WORK ORDER → In the entries below, find the lines with the word "types" and copy them.

Data entries →
-- Opening Marker --
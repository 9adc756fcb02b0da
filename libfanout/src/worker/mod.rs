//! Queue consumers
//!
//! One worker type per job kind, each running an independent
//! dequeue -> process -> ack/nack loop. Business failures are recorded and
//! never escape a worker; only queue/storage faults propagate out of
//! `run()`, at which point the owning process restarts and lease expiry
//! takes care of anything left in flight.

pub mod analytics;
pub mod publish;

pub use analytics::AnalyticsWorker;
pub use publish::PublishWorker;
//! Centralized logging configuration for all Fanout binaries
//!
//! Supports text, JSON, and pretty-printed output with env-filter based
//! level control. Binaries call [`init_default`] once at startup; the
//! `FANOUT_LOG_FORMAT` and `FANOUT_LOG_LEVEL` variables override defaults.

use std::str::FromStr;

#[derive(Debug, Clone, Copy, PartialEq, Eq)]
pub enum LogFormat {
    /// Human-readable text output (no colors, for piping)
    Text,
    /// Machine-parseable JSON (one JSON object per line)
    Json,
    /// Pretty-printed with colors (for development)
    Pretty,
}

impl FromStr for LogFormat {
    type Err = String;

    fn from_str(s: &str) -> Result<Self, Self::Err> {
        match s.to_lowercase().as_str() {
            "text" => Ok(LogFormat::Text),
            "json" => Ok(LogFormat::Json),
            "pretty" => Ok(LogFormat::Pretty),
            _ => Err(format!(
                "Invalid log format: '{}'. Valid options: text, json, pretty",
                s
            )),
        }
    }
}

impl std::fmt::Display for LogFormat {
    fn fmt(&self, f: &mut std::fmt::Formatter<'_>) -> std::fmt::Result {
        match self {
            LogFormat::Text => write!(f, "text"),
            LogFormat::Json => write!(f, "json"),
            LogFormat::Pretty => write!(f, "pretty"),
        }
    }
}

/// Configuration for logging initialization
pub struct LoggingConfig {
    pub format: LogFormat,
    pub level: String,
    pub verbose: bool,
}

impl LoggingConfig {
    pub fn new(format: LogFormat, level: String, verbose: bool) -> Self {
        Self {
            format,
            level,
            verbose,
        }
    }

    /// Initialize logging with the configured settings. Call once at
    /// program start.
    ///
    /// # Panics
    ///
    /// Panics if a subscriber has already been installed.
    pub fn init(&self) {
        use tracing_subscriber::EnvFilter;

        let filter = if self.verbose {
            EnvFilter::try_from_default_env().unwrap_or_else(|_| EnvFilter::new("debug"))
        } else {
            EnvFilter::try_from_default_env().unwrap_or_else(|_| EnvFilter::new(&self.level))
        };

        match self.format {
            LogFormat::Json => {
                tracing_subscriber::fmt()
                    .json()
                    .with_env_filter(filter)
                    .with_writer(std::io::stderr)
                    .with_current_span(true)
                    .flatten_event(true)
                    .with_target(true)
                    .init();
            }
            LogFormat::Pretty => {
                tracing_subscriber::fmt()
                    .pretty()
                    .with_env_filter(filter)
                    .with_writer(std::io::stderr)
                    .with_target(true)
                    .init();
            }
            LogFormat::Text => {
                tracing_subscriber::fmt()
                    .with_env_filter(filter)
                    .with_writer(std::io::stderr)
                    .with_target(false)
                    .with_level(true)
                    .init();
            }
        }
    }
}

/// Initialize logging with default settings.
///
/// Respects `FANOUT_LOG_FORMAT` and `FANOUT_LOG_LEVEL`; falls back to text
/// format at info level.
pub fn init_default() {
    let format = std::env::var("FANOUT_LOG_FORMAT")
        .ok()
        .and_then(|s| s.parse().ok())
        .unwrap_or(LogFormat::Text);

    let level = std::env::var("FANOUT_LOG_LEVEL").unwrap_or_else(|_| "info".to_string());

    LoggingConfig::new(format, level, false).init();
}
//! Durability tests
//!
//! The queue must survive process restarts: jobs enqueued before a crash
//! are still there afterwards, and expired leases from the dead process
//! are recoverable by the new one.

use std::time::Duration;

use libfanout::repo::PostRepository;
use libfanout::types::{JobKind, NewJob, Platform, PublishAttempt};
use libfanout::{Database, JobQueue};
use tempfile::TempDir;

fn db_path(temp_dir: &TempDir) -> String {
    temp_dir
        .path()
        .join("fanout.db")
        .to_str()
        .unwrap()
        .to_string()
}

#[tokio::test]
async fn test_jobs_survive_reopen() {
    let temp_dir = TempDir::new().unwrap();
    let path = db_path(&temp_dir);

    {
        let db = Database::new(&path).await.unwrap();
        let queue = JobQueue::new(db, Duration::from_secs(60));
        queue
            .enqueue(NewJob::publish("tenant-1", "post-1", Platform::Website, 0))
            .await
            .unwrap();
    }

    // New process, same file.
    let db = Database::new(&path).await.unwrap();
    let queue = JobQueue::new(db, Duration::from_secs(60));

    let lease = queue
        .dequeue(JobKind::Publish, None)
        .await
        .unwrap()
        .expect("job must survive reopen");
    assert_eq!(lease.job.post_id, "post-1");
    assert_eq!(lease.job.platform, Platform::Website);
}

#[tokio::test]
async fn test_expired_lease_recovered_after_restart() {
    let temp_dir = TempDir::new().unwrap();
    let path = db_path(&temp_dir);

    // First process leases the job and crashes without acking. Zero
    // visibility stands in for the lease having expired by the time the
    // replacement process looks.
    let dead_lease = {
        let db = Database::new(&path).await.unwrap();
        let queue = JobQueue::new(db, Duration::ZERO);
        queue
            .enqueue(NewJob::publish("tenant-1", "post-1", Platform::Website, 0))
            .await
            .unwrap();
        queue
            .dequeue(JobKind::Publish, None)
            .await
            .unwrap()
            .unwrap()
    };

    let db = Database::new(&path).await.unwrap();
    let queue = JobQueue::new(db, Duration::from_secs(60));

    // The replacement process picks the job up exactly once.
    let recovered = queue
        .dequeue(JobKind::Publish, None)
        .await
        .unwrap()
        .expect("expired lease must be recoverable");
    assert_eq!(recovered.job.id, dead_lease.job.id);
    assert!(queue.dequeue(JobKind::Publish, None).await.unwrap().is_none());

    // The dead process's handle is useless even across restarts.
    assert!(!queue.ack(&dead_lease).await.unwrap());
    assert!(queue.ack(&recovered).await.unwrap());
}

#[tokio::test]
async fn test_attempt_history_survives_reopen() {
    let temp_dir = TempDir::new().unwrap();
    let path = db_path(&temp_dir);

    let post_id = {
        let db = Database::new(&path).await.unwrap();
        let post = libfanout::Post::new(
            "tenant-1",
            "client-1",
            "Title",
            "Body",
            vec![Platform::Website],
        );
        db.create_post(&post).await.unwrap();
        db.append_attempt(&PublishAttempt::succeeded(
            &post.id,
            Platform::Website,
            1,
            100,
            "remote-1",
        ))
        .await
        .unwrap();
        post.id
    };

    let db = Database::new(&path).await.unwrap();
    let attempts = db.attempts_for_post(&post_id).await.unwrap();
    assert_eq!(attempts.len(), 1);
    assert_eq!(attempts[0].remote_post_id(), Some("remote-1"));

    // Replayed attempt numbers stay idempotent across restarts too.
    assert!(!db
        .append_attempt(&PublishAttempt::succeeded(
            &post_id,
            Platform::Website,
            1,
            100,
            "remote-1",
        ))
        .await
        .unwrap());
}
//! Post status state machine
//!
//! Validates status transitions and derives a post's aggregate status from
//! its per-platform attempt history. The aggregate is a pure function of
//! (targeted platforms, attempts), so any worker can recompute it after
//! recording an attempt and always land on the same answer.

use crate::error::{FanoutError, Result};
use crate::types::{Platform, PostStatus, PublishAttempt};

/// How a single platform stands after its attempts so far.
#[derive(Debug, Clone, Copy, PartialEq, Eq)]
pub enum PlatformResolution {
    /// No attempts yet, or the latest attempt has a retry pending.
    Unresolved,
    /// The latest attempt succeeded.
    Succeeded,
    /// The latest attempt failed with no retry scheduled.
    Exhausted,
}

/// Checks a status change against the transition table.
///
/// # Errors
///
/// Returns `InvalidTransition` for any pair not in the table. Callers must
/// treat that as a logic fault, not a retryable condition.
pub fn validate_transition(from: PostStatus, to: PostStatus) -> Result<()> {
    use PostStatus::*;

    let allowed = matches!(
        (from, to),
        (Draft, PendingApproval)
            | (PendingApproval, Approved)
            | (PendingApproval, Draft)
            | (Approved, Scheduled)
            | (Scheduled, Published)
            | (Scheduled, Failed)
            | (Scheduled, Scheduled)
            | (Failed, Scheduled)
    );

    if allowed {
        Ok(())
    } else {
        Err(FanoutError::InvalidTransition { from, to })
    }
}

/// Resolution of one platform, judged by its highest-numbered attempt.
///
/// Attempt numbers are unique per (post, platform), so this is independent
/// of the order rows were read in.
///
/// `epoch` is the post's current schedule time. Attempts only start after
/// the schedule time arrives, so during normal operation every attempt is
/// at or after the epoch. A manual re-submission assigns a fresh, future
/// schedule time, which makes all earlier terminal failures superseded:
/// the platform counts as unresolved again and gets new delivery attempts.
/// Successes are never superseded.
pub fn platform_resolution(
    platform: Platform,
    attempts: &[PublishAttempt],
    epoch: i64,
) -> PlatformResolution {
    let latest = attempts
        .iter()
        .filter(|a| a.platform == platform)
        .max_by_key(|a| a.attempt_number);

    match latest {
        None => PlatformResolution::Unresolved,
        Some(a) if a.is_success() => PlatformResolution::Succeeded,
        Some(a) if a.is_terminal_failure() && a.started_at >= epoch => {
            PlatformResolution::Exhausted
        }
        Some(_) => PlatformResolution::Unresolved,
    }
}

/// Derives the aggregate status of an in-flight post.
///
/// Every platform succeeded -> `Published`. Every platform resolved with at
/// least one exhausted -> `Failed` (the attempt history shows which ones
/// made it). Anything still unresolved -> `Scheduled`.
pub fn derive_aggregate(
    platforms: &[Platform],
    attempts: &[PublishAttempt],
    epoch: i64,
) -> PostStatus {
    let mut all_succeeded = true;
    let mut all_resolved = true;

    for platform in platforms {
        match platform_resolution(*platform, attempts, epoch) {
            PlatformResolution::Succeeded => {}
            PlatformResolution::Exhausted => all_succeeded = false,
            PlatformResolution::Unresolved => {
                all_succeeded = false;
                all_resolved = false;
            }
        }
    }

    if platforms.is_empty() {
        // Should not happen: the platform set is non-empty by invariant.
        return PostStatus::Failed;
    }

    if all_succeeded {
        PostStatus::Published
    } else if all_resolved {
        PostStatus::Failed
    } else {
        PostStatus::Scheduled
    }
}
-- Closing Marker --
-- Opening Marker --
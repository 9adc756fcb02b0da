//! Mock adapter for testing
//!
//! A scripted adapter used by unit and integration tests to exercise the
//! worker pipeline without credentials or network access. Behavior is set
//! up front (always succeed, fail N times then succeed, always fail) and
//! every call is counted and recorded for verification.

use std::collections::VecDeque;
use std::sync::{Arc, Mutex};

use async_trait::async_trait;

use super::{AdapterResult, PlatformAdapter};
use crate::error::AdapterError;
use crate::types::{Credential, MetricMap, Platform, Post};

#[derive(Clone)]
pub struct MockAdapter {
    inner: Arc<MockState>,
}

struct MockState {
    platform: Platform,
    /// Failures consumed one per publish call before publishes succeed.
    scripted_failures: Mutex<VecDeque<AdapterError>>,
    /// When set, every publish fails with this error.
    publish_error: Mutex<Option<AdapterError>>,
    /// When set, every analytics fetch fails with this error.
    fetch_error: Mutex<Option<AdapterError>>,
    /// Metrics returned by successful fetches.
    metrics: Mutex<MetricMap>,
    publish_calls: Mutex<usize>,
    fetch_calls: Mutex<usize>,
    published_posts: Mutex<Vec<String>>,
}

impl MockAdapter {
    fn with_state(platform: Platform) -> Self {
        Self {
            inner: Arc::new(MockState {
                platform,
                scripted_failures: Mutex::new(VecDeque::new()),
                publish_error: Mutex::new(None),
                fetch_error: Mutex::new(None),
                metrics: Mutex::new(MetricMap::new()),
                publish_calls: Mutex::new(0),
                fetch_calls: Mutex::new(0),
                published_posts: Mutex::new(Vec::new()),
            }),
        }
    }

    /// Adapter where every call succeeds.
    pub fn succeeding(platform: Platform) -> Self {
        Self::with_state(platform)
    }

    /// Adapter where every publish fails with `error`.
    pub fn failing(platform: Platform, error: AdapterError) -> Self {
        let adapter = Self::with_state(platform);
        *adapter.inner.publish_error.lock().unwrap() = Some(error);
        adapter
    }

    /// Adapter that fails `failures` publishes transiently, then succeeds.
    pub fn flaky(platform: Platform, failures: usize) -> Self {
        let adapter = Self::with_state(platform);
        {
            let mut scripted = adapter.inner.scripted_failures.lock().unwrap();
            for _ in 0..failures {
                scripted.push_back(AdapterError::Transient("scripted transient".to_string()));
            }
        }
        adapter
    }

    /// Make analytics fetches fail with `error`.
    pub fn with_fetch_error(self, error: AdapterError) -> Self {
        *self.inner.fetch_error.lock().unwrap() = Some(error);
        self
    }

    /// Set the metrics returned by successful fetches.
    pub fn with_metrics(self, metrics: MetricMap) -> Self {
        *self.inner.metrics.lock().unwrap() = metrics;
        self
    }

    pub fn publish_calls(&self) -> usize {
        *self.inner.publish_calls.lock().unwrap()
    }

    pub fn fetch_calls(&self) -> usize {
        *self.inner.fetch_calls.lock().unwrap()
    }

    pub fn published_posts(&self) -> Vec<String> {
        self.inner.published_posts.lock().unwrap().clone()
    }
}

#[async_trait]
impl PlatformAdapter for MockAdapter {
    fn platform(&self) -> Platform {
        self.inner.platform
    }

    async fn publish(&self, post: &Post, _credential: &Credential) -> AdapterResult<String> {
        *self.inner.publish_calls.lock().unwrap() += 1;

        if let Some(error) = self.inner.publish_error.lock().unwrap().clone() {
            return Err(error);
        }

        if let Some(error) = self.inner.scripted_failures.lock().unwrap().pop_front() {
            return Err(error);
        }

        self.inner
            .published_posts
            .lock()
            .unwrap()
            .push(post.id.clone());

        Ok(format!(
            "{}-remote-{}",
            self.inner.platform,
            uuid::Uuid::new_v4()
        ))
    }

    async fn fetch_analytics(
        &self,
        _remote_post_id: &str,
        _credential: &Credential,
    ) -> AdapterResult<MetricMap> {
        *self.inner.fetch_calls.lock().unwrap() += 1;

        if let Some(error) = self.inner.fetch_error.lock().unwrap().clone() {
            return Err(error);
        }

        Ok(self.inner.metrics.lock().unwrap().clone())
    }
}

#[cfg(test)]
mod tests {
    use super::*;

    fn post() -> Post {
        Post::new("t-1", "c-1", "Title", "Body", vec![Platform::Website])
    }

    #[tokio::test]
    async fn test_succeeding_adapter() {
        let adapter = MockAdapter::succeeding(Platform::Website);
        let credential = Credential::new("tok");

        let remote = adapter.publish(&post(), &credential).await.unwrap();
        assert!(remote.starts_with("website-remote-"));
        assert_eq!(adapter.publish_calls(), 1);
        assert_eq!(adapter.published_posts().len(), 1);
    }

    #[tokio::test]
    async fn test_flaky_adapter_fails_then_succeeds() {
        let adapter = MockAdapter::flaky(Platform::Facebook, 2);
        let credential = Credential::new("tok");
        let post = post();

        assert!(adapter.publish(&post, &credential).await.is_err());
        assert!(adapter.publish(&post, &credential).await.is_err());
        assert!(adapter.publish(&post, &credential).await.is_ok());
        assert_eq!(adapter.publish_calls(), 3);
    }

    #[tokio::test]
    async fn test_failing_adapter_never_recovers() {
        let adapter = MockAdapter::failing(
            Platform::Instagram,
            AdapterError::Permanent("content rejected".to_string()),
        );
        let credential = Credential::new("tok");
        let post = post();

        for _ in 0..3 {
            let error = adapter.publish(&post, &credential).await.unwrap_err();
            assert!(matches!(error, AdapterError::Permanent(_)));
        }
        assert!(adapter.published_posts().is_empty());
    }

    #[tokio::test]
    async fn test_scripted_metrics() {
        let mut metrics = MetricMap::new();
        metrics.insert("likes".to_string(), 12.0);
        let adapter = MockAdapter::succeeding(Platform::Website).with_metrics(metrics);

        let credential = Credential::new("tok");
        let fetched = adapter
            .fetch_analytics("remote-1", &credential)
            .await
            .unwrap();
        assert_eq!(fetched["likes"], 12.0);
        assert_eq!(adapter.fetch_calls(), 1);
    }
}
-- Closing Marker --
ANSWER TO THE PROBLEM →
use libfanout::types::{JobKind, NewJob, Platform, PublishAttempt};
use crate::types::{Platform, PostStatus, PublishAttempt};
use crate::types::{Credential, MetricMap, Platform, Post};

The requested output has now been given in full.